- [Your objective] Among the entries, how many lines hold the word "machi"? Respond with that number only.

Stored items
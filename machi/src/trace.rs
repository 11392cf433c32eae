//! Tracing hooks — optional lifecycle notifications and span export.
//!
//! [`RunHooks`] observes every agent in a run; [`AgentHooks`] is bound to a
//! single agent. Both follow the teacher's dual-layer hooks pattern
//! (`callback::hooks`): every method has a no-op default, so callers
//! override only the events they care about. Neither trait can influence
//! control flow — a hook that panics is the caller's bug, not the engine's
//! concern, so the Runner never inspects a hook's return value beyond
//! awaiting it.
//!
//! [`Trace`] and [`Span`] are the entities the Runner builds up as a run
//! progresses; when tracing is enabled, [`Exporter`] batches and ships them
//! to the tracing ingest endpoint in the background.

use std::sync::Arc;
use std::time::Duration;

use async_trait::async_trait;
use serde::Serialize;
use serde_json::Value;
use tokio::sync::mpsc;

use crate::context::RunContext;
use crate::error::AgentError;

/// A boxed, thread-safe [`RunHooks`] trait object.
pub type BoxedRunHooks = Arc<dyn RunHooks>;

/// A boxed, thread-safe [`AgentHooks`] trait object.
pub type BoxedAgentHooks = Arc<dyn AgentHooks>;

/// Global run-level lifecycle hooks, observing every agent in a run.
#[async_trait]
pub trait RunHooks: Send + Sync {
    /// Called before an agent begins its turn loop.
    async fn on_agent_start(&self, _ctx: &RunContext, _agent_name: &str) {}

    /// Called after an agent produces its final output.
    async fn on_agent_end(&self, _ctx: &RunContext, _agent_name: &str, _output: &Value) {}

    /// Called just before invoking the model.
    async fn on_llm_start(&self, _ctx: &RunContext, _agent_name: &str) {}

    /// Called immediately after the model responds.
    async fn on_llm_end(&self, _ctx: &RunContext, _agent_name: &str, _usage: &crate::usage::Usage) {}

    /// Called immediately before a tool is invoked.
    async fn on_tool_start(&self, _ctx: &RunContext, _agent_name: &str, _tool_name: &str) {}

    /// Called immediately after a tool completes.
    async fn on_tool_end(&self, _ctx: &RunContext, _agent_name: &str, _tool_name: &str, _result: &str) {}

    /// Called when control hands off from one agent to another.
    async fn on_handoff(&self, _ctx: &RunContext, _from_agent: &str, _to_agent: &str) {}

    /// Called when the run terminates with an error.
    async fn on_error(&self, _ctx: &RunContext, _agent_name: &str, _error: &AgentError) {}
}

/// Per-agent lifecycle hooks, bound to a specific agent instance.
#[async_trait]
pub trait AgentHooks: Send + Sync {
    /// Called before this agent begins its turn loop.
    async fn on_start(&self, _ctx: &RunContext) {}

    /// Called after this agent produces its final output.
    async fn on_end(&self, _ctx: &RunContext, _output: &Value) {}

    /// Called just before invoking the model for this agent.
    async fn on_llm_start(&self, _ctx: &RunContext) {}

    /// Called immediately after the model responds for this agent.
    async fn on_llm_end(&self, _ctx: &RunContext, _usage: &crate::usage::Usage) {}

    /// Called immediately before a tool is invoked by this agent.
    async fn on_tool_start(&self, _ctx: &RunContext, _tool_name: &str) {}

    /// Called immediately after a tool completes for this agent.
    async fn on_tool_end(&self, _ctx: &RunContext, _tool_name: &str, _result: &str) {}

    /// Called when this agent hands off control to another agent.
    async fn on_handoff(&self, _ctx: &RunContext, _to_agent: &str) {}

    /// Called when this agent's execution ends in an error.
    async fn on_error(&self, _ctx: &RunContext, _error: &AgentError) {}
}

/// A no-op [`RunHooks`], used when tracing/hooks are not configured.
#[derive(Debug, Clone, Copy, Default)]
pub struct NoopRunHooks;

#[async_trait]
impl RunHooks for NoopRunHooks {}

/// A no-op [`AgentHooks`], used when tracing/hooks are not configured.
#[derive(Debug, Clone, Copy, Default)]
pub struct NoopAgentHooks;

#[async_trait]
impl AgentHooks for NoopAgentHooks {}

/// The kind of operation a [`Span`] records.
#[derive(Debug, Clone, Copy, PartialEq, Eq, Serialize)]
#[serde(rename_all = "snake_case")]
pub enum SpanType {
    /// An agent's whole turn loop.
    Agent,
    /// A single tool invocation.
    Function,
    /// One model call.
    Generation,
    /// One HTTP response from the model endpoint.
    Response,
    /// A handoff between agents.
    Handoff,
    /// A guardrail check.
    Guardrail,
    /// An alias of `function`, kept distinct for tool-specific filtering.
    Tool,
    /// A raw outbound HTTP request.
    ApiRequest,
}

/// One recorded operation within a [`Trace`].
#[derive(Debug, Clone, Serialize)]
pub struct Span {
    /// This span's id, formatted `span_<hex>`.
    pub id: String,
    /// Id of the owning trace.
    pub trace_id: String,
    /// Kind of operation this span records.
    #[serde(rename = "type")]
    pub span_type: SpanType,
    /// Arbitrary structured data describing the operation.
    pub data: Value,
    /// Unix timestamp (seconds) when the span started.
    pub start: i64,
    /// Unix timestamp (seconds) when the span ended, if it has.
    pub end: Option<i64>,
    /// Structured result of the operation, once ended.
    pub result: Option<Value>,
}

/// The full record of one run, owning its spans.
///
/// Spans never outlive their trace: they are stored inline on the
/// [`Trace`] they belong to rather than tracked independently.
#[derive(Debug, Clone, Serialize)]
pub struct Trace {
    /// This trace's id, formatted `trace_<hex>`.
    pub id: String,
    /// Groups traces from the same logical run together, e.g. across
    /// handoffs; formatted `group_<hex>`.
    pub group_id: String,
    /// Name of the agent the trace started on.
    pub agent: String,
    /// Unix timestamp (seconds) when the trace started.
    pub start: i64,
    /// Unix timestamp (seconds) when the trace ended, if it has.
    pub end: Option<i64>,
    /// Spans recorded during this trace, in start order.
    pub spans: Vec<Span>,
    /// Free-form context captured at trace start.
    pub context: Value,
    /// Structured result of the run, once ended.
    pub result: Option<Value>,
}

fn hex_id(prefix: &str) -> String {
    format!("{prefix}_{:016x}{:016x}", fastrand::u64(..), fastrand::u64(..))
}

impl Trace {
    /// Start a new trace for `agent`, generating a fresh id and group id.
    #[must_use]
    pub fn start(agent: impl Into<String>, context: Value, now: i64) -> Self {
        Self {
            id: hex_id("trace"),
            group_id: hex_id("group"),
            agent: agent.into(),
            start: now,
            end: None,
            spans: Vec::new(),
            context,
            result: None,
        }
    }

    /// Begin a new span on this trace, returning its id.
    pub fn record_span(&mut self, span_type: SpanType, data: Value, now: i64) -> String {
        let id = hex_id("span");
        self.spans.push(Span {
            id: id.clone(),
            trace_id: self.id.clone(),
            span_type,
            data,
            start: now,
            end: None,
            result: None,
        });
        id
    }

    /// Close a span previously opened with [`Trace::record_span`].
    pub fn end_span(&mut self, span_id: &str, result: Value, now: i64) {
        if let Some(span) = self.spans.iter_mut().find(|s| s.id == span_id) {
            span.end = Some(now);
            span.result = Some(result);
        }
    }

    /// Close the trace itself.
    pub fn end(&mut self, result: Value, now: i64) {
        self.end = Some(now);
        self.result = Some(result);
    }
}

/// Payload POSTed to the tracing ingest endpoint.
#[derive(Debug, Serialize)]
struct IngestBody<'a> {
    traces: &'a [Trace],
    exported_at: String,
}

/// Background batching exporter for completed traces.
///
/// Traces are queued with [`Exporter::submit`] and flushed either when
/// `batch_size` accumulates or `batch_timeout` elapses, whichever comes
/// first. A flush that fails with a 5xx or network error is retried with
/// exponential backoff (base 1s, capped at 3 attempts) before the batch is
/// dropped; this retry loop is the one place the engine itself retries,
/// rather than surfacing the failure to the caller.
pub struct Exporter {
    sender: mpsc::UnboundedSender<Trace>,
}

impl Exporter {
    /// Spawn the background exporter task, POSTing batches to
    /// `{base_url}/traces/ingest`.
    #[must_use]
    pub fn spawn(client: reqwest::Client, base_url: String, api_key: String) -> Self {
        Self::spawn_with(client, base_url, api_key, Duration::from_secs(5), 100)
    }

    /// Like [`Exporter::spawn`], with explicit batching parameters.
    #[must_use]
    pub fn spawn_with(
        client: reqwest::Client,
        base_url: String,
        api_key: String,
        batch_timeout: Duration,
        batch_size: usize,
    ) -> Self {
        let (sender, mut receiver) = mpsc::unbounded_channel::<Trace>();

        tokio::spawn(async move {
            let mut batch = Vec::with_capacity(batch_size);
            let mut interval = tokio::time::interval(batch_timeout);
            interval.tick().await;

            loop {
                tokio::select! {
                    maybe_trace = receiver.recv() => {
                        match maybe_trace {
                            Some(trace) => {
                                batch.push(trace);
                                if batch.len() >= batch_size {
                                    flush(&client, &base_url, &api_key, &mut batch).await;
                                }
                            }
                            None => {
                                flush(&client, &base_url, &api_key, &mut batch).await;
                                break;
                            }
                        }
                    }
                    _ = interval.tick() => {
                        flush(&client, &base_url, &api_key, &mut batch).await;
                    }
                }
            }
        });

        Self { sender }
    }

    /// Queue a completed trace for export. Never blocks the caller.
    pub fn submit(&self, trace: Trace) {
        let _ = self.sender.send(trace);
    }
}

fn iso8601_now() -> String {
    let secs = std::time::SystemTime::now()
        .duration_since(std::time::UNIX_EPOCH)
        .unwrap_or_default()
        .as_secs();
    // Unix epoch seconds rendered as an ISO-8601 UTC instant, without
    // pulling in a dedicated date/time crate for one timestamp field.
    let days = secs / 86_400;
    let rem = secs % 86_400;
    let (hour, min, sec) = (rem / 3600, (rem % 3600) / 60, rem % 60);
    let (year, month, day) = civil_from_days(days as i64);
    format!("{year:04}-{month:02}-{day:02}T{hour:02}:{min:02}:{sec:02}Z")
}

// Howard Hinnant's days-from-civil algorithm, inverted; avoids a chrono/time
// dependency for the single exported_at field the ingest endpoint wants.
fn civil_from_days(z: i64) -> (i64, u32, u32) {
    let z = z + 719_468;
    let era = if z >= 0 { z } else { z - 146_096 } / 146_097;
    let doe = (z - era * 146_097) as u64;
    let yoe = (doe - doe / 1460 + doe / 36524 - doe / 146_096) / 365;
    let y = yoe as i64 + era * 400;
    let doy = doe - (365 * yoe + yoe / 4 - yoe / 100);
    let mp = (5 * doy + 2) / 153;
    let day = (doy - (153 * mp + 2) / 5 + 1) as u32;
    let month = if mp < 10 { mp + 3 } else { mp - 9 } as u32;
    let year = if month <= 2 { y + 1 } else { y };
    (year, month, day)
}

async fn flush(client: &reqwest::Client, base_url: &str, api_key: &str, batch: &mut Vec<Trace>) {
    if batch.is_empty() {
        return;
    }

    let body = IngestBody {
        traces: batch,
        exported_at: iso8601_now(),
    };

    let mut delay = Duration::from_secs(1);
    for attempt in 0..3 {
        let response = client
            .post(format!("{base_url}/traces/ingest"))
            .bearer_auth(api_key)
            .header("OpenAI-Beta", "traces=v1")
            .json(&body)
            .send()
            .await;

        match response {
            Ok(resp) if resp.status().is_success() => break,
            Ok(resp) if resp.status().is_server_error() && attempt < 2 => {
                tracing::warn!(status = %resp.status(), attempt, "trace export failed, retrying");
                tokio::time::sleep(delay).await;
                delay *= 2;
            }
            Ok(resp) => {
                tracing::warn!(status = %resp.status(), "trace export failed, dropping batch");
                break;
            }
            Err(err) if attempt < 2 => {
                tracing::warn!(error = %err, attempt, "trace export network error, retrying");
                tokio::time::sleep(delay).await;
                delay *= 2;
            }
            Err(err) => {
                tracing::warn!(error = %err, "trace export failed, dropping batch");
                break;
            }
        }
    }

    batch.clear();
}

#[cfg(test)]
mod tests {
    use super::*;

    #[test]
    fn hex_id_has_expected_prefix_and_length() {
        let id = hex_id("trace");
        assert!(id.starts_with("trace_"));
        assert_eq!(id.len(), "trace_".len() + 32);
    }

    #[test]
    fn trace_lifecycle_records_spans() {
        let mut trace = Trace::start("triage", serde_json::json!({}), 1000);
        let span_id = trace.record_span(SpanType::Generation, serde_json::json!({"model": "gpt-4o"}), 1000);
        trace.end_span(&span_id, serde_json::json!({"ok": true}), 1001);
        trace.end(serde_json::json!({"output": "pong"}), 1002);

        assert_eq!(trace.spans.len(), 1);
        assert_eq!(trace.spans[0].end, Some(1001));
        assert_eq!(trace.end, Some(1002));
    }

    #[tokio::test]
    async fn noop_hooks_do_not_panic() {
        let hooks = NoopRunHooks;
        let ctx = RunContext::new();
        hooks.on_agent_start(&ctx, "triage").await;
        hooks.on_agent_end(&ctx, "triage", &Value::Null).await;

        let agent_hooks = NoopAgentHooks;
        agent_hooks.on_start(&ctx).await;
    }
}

==

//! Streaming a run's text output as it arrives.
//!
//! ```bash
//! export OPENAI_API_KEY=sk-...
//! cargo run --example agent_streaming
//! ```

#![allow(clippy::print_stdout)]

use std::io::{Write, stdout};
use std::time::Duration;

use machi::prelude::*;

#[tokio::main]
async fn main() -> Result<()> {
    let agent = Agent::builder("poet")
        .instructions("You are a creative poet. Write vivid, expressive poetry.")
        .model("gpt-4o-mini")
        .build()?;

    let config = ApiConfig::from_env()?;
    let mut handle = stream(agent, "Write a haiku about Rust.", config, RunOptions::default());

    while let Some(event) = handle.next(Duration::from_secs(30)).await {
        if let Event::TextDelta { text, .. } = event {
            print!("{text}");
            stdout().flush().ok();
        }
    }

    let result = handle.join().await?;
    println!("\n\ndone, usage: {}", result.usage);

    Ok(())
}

- [Solution for this problem] 2